_Records supplied:_

//! Sparse-set storage for a single component type.
//!
//! Values live in a dense array, paired index-for-index with the IDs of the
//! entities that own them. A sparse array maps an entity's slot index to its
//! position in the dense arrays. This gives O(1) attach, detach and lookup,
//! and iteration walks contiguous memory.

use std::fmt::{self, Debug, Formatter};
use std::mem;
use std::ptr;

use rayon::iter::{
    IndexedParallelIterator,
    IntoParallelRefIterator,
    IntoParallelRefMutIterator,
    ParallelIterator,
};

use crate::entity::EntityID;

const EMPTY: u32 = u32::MAX;

/// The outcome of attaching a component.
#[derive(Clone, Debug, PartialEq, Eq)]
pub enum Attached<T> {
    /// The entity did not have a component of this type before.
    Inserted,
    /// The entity's previous component, which has been overwritten.
    Replaced(T),
}

impl<T> Attached<T> {
    /// Returns true if an existing component was overwritten.
    pub fn is_replaced(&self) -> bool {
        matches!(self, Attached::Replaced(_))
    }

    /// Return the overwritten component, if there was one.
    pub fn into_replaced(self) -> Option<T> {
        match self {
            Attached::Inserted => None,
            Attached::Replaced(old) => Some(old),
        }
    }
}

/// A store mapping entities to components of type `T`.
///
/// The set knows nothing about entity liveness: the `World` checks that
/// before touching it, and drops an entity's entries when it is destroyed.
#[derive(Clone)]
pub struct SparseSet<T> {
    sparse: Vec<u32>,
    entities: Vec<EntityID>,
    values: Vec<T>,
}

impl<T> SparseSet<T> {
    /// Create a new, empty set.
    pub fn new() -> SparseSet<T> {
        SparseSet {
            sparse: Vec::new(),
            entities: Vec::new(),
            values: Vec::new(),
        }
    }

    /// Create a new set with room for `capacity` components.
    pub fn with_capacity(capacity: usize) -> SparseSet<T> {
        SparseSet {
            sparse: Vec::new(),
            entities: Vec::with_capacity(capacity),
            values: Vec::with_capacity(capacity),
        }
    }

    /// Get the number of components in the set.
    pub fn len(&self) -> usize {
        self.values.len()
    }

    /// Returns true if the set holds no components.
    pub fn is_empty(&self) -> bool {
        self.values.is_empty()
    }

    /// Get the dense position of an entity's component.
    fn position(&self, entity: EntityID) -> Option<usize> {
        let slot = *self.sparse.get(entity.index() as usize)?;
        if slot == EMPTY {
            return None;
        }

        let position = slot as usize;
        if self.entities[position] == entity {
            Some(position)
        } else {
            None
        }
    }

    /// Returns true if the entity has a component in this set.
    pub fn contains(&self, entity: EntityID) -> bool {
        self.position(entity).is_some()
    }

    /// Attach a component to an entity, overwriting any existing one.
    pub fn attach(&mut self, entity: EntityID, value: T) -> Attached<T> {
        if let Some(position) = self.position(entity) {
            return Attached::Replaced(mem::replace(&mut self.values[position], value));
        }

        let index = entity.index() as usize;
        if self.sparse.len() <= index {
            self.sparse.resize(index + 1, EMPTY);
        }

        // The slot may still point at an earlier occupant of the same index.
        let stale = self.sparse[index];
        if stale != EMPTY {
            self.remove_at(stale as usize);
        }

        self.sparse[index] = self.values.len() as u32;
        self.entities.push(entity);
        self.values.push(value);
        Attached::Inserted
    }

    /// Remove and return an entity's component, if it has one.
    pub fn detach(&mut self, entity: EntityID) -> Option<T> {
        self.position(entity).map(|position| self.remove_at(position))
    }

    fn remove_at(&mut self, position: usize) -> T {
        let entity = self.entities.swap_remove(position);
        let value = self.values.swap_remove(position);
        self.sparse[entity.index() as usize] = EMPTY;

        if let Some(moved) = self.entities.get(position) {
            self.sparse[moved.index() as usize] = position as u32;
        }

        value
    }

    /// Get a reference to an entity's component.
    pub fn get(&self, entity: EntityID) -> Option<&T> {
        self.position(entity).map(|position| &self.values[position])
    }

    /// Get a mutable reference to an entity's component.
    pub fn get_mut(&mut self, entity: EntityID) -> Option<&mut T> {
        self.position(entity).map(move |position| &mut self.values[position])
    }

    /// Find an entity's dense position through a raw pointer to the set.
    ///
    /// Only the sparse and entity arrays are read, so this may run while
    /// references into the values array are live.
    ///
    /// # Safety
    /// `this` must be valid, and nothing may change the set's structure
    /// during the call.
    unsafe fn position_raw(this: *const SparseSet<T>, entity: EntityID) -> Option<usize> {
        let sparse = &*ptr::addr_of!((*this).sparse);
        let entities = &*ptr::addr_of!((*this).entities);

        let slot = *sparse.get(entity.index() as usize)?;
        if slot != EMPTY && entities.get(slot as usize) == Some(&entity) {
            Some(slot as usize)
        } else {
            None
        }
    }

    /// Returns true if the entity has a component, without touching the
    /// values array.
    ///
    /// # Safety
    /// As for `position_raw`.
    pub(crate) unsafe fn contains_raw(this: *const SparseSet<T>, entity: EntityID) -> bool {
        SparseSet::position_raw(this, entity).is_some()
    }

    /// Get a mutable reference to an entity's component through a raw
    /// pointer to the set.
    ///
    /// # Safety
    /// `this` must be valid for the whole of `'a`, nothing may change the
    /// set's structure during `'a`, and no other reference to the same
    /// component may exist during `'a`.
    pub(crate) unsafe fn get_mut_raw<'a>(this: *mut SparseSet<T>, entity: EntityID) -> Option<&'a mut T> {
        let position = SparseSet::position_raw(this, entity)?;
        let values = (*ptr::addr_of_mut!((*this).values)).as_mut_ptr();
        Some(&mut *values.add(position))
    }

    /// Split the set into its entity array and its values array through a
    /// raw pointer.
    ///
    /// # Safety
    /// `this` must be valid for the whole of `'a`, nothing may change the
    /// set's structure during `'a`, and no other reference into the values
    /// array may exist during `'a`.
    pub(crate) unsafe fn split_raw<'a>(this: *mut SparseSet<T>) -> (&'a [EntityID], &'a mut [T]) {
        let entities = &*ptr::addr_of!((*this).entities);
        let values = &mut *ptr::addr_of_mut!((*this).values);
        (entities.as_slice(), values.as_mut_slice())
    }

    /// Get the IDs of all entities in the set, in dense order.
    pub fn entities(&self) -> &[EntityID] {
        &self.entities
    }

    /// Get all components in the set, in dense order.
    pub fn values(&self) -> &[T] {
        &self.values
    }

    /// Get all components in the set mutably, in dense order.
    pub fn values_mut(&mut self) -> &mut [T] {
        &mut self.values
    }

    /// Iterate over every `(entity, component)` pair.
    ///
    /// Order is unspecified but stable for as long as the set is not
    /// structurally modified.
    pub fn iter(&self) -> impl Iterator<Item=(EntityID, &T)> + '_ {
        self.entities.iter().copied().zip(self.values.iter())
    }

    /// Iterate mutably over every `(entity, component)` pair.
    pub fn iter_mut(&mut self) -> impl Iterator<Item=(EntityID, &mut T)> + '_ {
        self.entities.iter().copied().zip(self.values.iter_mut())
    }

    /// Remove every component.
    pub fn clear(&mut self) {
        self.sparse.clear();
        self.entities.clear();
        self.values.clear();
    }
}

impl<T: Sync> SparseSet<T> {
    /// Iterate over every `(entity, component)` pair in parallel.
    pub fn par_iter(&self) -> impl IndexedParallelIterator<Item=(EntityID, &T)> + '_ {
        self.entities.par_iter().copied().zip(self.values.par_iter())
    }
}

impl<T: Send> SparseSet<T> {
    /// Iterate mutably over every `(entity, component)` pair in parallel.
    pub fn par_iter_mut(&mut self) -> impl IndexedParallelIterator<Item=(EntityID, &mut T)> + '_ {
        self.entities.par_iter().copied().zip(self.values.par_iter_mut())
    }
}

impl<T> Default for SparseSet<T> {
    fn default() -> Self {
        SparseSet::new()
    }
}

impl<T: Debug> Debug for SparseSet<T> {
    fn fmt(&self, f: &mut Formatter<'_>) -> fmt::Result {
        f.debug_map().entries(self.iter()).finish()
    }
}

#[cfg(test)]
mod test {
    use super::*;

    fn id(index: u32) -> EntityID {
        EntityID::new(index, 0)
    }

    #[test]
    fn test_attach_get() {
        let mut set = SparseSet::new();
        assert_eq!(set.attach(id(3), "three"), Attached::Inserted);
        assert_eq!(set.attach(id(1), "one"), Attached::Inserted);

        assert_eq!(set.get(id(3)), Some(&"three"));
        assert_eq!(set.get(id(1)), Some(&"one"));
        assert_eq!(set.get(id(2)), None);
        assert_eq!(set.get(id(100)), None);
        assert_eq!(set.len(), 2);
    }

    #[test]
    fn test_replace() {
        let mut set = SparseSet::new();
        set.attach(id(0), 1);
        let result = set.attach(id(0), 2);

        assert!(result.is_replaced());
        assert_eq!(result.into_replaced(), Some(1));
        assert_eq!(set.get(id(0)), Some(&2));
        assert_eq!(set.len(), 1);
    }

    #[test]
    fn test_detach_keeps_others() {
        let mut set = SparseSet::new();
        for i in 0..5 {
            set.attach(id(i), i * 10);
        }

        assert_eq!(set.detach(id(1)), Some(10));
        assert_eq!(set.detach(id(1)), None);
        assert_eq!(set.len(), 4);

        for i in [0, 2, 3, 4] {
            assert_eq!(set.get(id(i)), Some(&(i * 10)));
        }

        // The last element was moved into the hole; its index must follow.
        assert_eq!(set.detach(id(4)), Some(40));
        assert_eq!(set.detach(id(0)), Some(0));
        assert_eq!(set.get(id(2)), Some(&20));
        assert_eq!(set.get(id(3)), Some(&30));
    }

    #[test]
    fn test_stale_generation() {
        let mut set = SparseSet::new();
        let old = EntityID::new(4, 0);
        let new = EntityID::new(4, 1);
        set.attach(old, 'a');

        assert_eq!(set.get(new), None);
        assert_eq!(set.detach(new), None);

        assert_eq!(set.attach(new, 'b'), Attached::Inserted);
        assert_eq!(set.get(old), None);
        assert_eq!(set.get(new), Some(&'b'));
        assert_eq!(set.len(), 1);
    }

    #[test]
    fn test_iter_is_restartable() {
        let mut set = SparseSet::new();
        for i in 0..4 {
            set.attach(id(i), i);
        }

        let first: Vec<_> = set.iter().map(|(e, v)| (e, *v)).collect();
        let second: Vec<_> = set.iter().map(|(e, v)| (e, *v)).collect();
        assert_eq!(first, second);
        assert_eq!(first.len(), 4);

        for (_, v) in set.iter_mut() {
            *v += 1;
        }
        assert_eq!(set.values().iter().sum::<u32>(), 10);
    }

    #[test]
    fn test_par_iter_mut() {
        let mut set = SparseSet::new();
        for i in 0..1000 {
            set.attach(id(i), i as u64);
        }

        set.par_iter_mut().for_each(|(e, v)| *v += u64::from(e.index()));
        let total: u64 = set.par_iter().map(|(_, v)| *v).sum();
        assert_eq!(total, 2 * (0..1000u64).sum::<u64>());
    }

    #[test]
    fn test_raw_membership() {
        let mut set = SparseSet::new();
        set.attach(id(3), 'c');
        set.attach(EntityID::new(4, 1), 'd');

        let ptr: *mut SparseSet<char> = &mut set;
        unsafe {
            assert!(SparseSet::contains_raw(ptr, id(3)));
            assert!(!SparseSet::contains_raw(ptr, EntityID::new(3, 1)));
            assert!(!SparseSet::contains_raw(ptr, EntityID::new(4, 0)));
            assert!(!SparseSet::contains_raw(ptr, id(900)));
            *SparseSet::get_mut_raw(ptr, EntityID::new(4, 1)).unwrap() = 'e';
        }
        assert_eq!(set.get(EntityID::new(4, 1)), Some(&'e'));
    }
}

_Task prompt:_ Within the listing above, locate the line containing "assert_eq!(set.get(id(100)), None);" and the line containing "assert_eq!(set.detach(id(1)), None);". Reproduce those two lines and all lines between them exactly, with nothing added.

_Output for this task:_
        assert_eq!(set.get(id(100)), None);
        assert_eq!(set.len(), 2);
    }

    #[test]
    fn test_replace() {
        let mut set = SparseSet::new();
        set.attach(id(0), 1);
        let result = set.attach(id(0), 2);

        assert!(result.is_replaced());
        assert_eq!(result.into_replaced(), Some(1));
        assert_eq!(set.get(id(0)), Some(&2));
        assert_eq!(set.len(), 1);
    }

    #[test]
    fn test_detach_keeps_others() {
        let mut set = SparseSet::new();
        for i in 0..5 {
            set.attach(id(i), i * 10);
        }

        assert_eq!(set.detach(id(1)), Some(10));
        assert_eq!(set.detach(id(1)), None);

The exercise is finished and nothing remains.